Talking to the gathering, Foreign Secretary Harsh Vardhan Shringla said, “Our External Affairs Minister had a video conference last evening with all Heads of Missions around the world, to direct them to meet the exigencies of our health system. To begin with, we are looking at government to government sourcing of bulk liquid oxygen. Likewise, the production of Remdesivir is not adequate to meet the shortfall. In response to our appeal, there is an outpouring of assistance; besides help has emanated from Indian corporates who are well integrated in supply chains; Indian community associations, too, have asked what we can do to assist. We want to channelize all this, facilitate quick clearance and ensure that supplies reach where these are needed most. Liquid oxygen is a priority. We need to bridge the supply gap by ramping up production of Remdesivir. Cabinet Secretary is overseeing this process. A range of ministries is involved. There are blanket exemptions from taxes --- this is quite a major effort.”

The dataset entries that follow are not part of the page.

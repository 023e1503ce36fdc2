// Copyright (c) 2025 Soumyadip Sarkar.
// All rights reserved.
//
// This source code is licensed under the license found in the
// LICENSE file in the root directory of this source tree.

use chrono::{NaiveDate, TimeZone, Utc};
use finpilot::db::{self, HABITS_KEY, META_KEY, TRANSACTIONS_KEY};
use finpilot::engine::habits::HabitTransition;
use finpilot::engine::insights::NO_DATA;
use finpilot::error::StoreError;
use finpilot::models::{HabitId, Meta, NewTransaction, Transaction, TxKind};
use finpilot::session::Session;
use rusqlite::Connection;
use rust_decimal::Decimal;

fn setup() -> Connection {
    let conn = Connection::open_in_memory().unwrap();
    db::init_schema(&conn).unwrap();
    conn
}

fn today() -> NaiveDate {
    NaiveDate::from_ymd_opt(2024, 2, 10).unwrap()
}

fn new_tx(kind: TxKind, category: &str, amount: i64, date: &str) -> NewTransaction {
    NewTransaction {
        kind,
        category: category.into(),
        amount: Decimal::from(amount),
        date: date.into(),
        description: Some("note".into()),
    }
}

#[test]
fn fresh_store_loads_defaults() {
    let conn = setup();
    let session = Session::load(&conn);
    assert!(session.ledger().is_empty());
    assert_eq!(session.meta(), &Meta::default());
    assert_eq!(session.habits().get(HabitId::LogDaily).streak, 0);
}

#[test]
fn corrupt_documents_degrade_to_defaults() {
    let conn = setup();
    db::set_raw(&conn, TRANSACTIONS_KEY, "{not json").unwrap();
    db::set_raw(&conn, META_KEY, "[1,2,3]").unwrap();
    db::set_raw(&conn, HABITS_KEY, "\"oops\"").unwrap();

    assert!(matches!(
        db::load_doc::<Vec<Transaction>>(&conn, TRANSACTIONS_KEY),
        Err(StoreError::Parse(_))
    ));

    let session = Session::load(&conn);
    assert!(session.ledger().is_empty());
    assert_eq!(session.meta(), &Meta::default());
    assert_eq!(session.habits().view(today()).len(), 3);
}

#[test]
fn odd_records_do_not_cost_the_ledger() {
    let conn = setup();
    db::set_raw(
        &conn,
        TRANSACTIONS_KEY,
        r#"[
            {"id": 1, "type": "income", "category": "Salary", "amount": 1000, "date": "2024-01-10"},
            {"id": 2, "type": "expense", "category": null, "amount": 50, "date": null},
            {"id": 3, "category": "Gift", "amount": 20, "date": "2024-01-12"},
            "garbage"
        ]"#,
    )
    .unwrap();

    let mut session = Session::load(&conn);
    assert_eq!(session.ledger().len(), 3);
    assert_eq!(session.summary().income, Decimal::from(1000));
    assert_eq!(session.summary().expense, Decimal::from(50));

    session
        .add_transaction(new_tx(TxKind::Expense, "Food", 30, "2024-01-13"), today())
        .unwrap();
    let stored: Vec<Transaction> = db::load_doc(&conn, TRANSACTIONS_KEY).unwrap().unwrap();
    assert_eq!(stored.len(), 4);
    assert_eq!(stored[1].category, "");
    assert_eq!(stored[2].kind, TxKind::Other(String::new()));
}

#[test]
fn mutations_are_written_through() {
    let conn = setup();
    let id = {
        let mut session = Session::load(&conn);
        session
            .add_transaction(new_tx(TxKind::Income, "Salary", 1000, "2024-01-10"), today())
            .unwrap();
        let rent = session
            .add_transaction(new_tx(TxKind::Expense, "Rent", 400, "2024-01-15"), today())
            .unwrap();
        rent.id
    };

    let mut reloaded = Session::load(&conn);
    assert_eq!(reloaded.ledger().len(), 2);
    assert_eq!(reloaded.ledger().transactions()[1].description.as_deref(), Some("note"));
    assert_eq!(reloaded.summary().balance, Decimal::from(600));

    assert!(reloaded.delete_transaction(id).unwrap());
    assert!(!reloaded.delete_transaction(id).unwrap());
    assert_eq!(Session::load(&conn).ledger().len(), 1);
}

#[test]
fn adding_a_transaction_logs_the_daily_habit() {
    let conn = setup();
    let mut session = Session::load(&conn);
    session
        .add_transaction(new_tx(TxKind::Expense, "Food", 12, "2024-02-10"), today())
        .unwrap();
    session
        .add_transaction(new_tx(TxKind::Expense, "Food", 8, "2024-02-10"), today())
        .unwrap();
    let state = Session::load(&conn).habits().get(HabitId::LogDaily);
    assert_eq!(state.streak, 1);
    assert_eq!(state.last_done, Some(today()));
}

#[test]
fn habit_marks_persist() {
    let conn = setup();
    let mut session = Session::load(&conn);
    let yesterday = today().pred_opt().unwrap();
    session.mark_habit(HabitId::ReviewDashboard, yesterday).unwrap();
    assert_eq!(
        session.mark_habit(HabitId::ReviewDashboard, today()).unwrap(),
        HabitTransition::Extended(2)
    );
    assert_eq!(
        Session::load(&conn).habits().get(HabitId::ReviewDashboard).streak,
        2
    );
}

#[test]
fn empty_refresh_leaves_meta_alone() {
    let conn = setup();
    let mut session = Session::load(&conn);
    let lines = session.refresh_insights("₹", Utc::now()).unwrap();
    assert_eq!(lines, vec![NO_DATA.to_string()]);
    assert!(db::get_raw(&conn, META_KEY).unwrap().is_none());
}

#[test]
fn refresh_snapshots_summary_and_reports_deltas() {
    let conn = setup();
    let now = Utc.with_ymd_and_hms(2024, 2, 10, 9, 0, 0).unwrap();
    let mut session = Session::load(&conn);
    session
        .add_transaction(new_tx(TxKind::Income, "Salary", 1000, "2024-01-10"), today())
        .unwrap();
    session
        .add_transaction(new_tx(TxKind::Expense, "Rent", 400, "2024-01-15"), today())
        .unwrap();

    let first = session.refresh_insights("₹", now).unwrap();
    assert!(first.iter().any(|l| l.contains("first analyzed session")));
    assert!(first.iter().any(|l| l.contains("Track at least 2-3 months")));

    let meta = Session::load(&conn).meta().clone();
    assert_eq!(meta.last_updated, Some(now));
    assert_eq!(meta.last_summary.unwrap().expense, Decimal::from(400));

    session
        .add_transaction(new_tx(TxKind::Expense, "Food", 300, "2024-02-01"), today())
        .unwrap();
    let mut session = Session::load(&conn);
    let second = session.refresh_insights("₹", now).unwrap();
    assert!(second.iter().any(|l| l.contains("income increased by ₹0")));
    assert!(second.iter().any(|l| l.contains("expenses increased by ₹300")));
    assert!(second.iter().any(|l| l.contains("Highest spend category: Rent")));
    assert!(second.iter().any(|l| l.contains("Estimated next-month expenses: ₹200")));
    assert!(second.iter().any(|l| l.contains("stable or lower")));
}

#[test]
fn simulation_reads_latest_months() {
    let conn = setup();
    let mut session = Session::load(&conn);
    session
        .add_transaction(new_tx(TxKind::Income, "Salary", 1000, "2024-01-10"), today())
        .unwrap();
    session
        .add_transaction(new_tx(TxKind::Expense, "Rent", 400, "2024-01-15"), today())
        .unwrap();
    session
        .add_transaction(new_tx(TxKind::Expense, "Food", 300, "2024-02-01"), today())
        .unwrap();
    let points = session.simulate(&finpilot::models::SimulationParams {
        months: 1,
        income_growth_pct: Decimal::ZERO,
        expense_growth_pct: Decimal::ZERO,
    });
    assert_eq!(points.len(), 1);
    assert_eq!(points[0].value, Decimal::from(700));
}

mGiving detail of the help sourced from abroad, the Foreign Secretary said, “From the UK, the first flight got oxygen concentrators. From the U.S., in the first shipment, we got 28 million litres of oxygen and 1,110 cylinders. We are also expecting on Friday three special flights from the United States which will bring 2000 oxygen concentrators and 500 cylinders. From Russia, too, we are getting numerous items, including oxygen generating sets. We have already got ventilators and monitors from Moscow. Japan has been very responsive and offered us concentrators, ventilators and pharmaceutical products. Mauritius has offered us assistance. Bhutan has offered us help; Bangladesh is saying we have Remdesivir. Please take some of it. We have a special cargo flight arriving tonight from UAE with ventilators and Favipiravir. Two flights from Ireland are coming with 700 concentrators. A flight from France will also be coming in on Saturday. We are talking of obtaining close to 550 oxygen generating plants in the next few days from different sources around the world.’’
Replying to a question, the Foreign Secretary said, “We have done our best to tap supply sources of Remdesivir -- be it Gilead Sciences or their authorised manufacturers in Egypt or Israel. Gilead Sciences has committed 4,50,000 doses from the company on gratis and we hope to get additional 4,50,000 from Egypt. We know that it is being manufactured in Bangladesh and Uzbekistan and this can bridge the short-term gap. Tociliizumab is a priority and we are going to get it from Germany and Switzerland. We are also expediting raw material supplies not only for production of Remdesivir but also for vaccines. We have also been offered 300,000 doses of Favipiravir. Roche has also agreed to expedite their raw material supplies.”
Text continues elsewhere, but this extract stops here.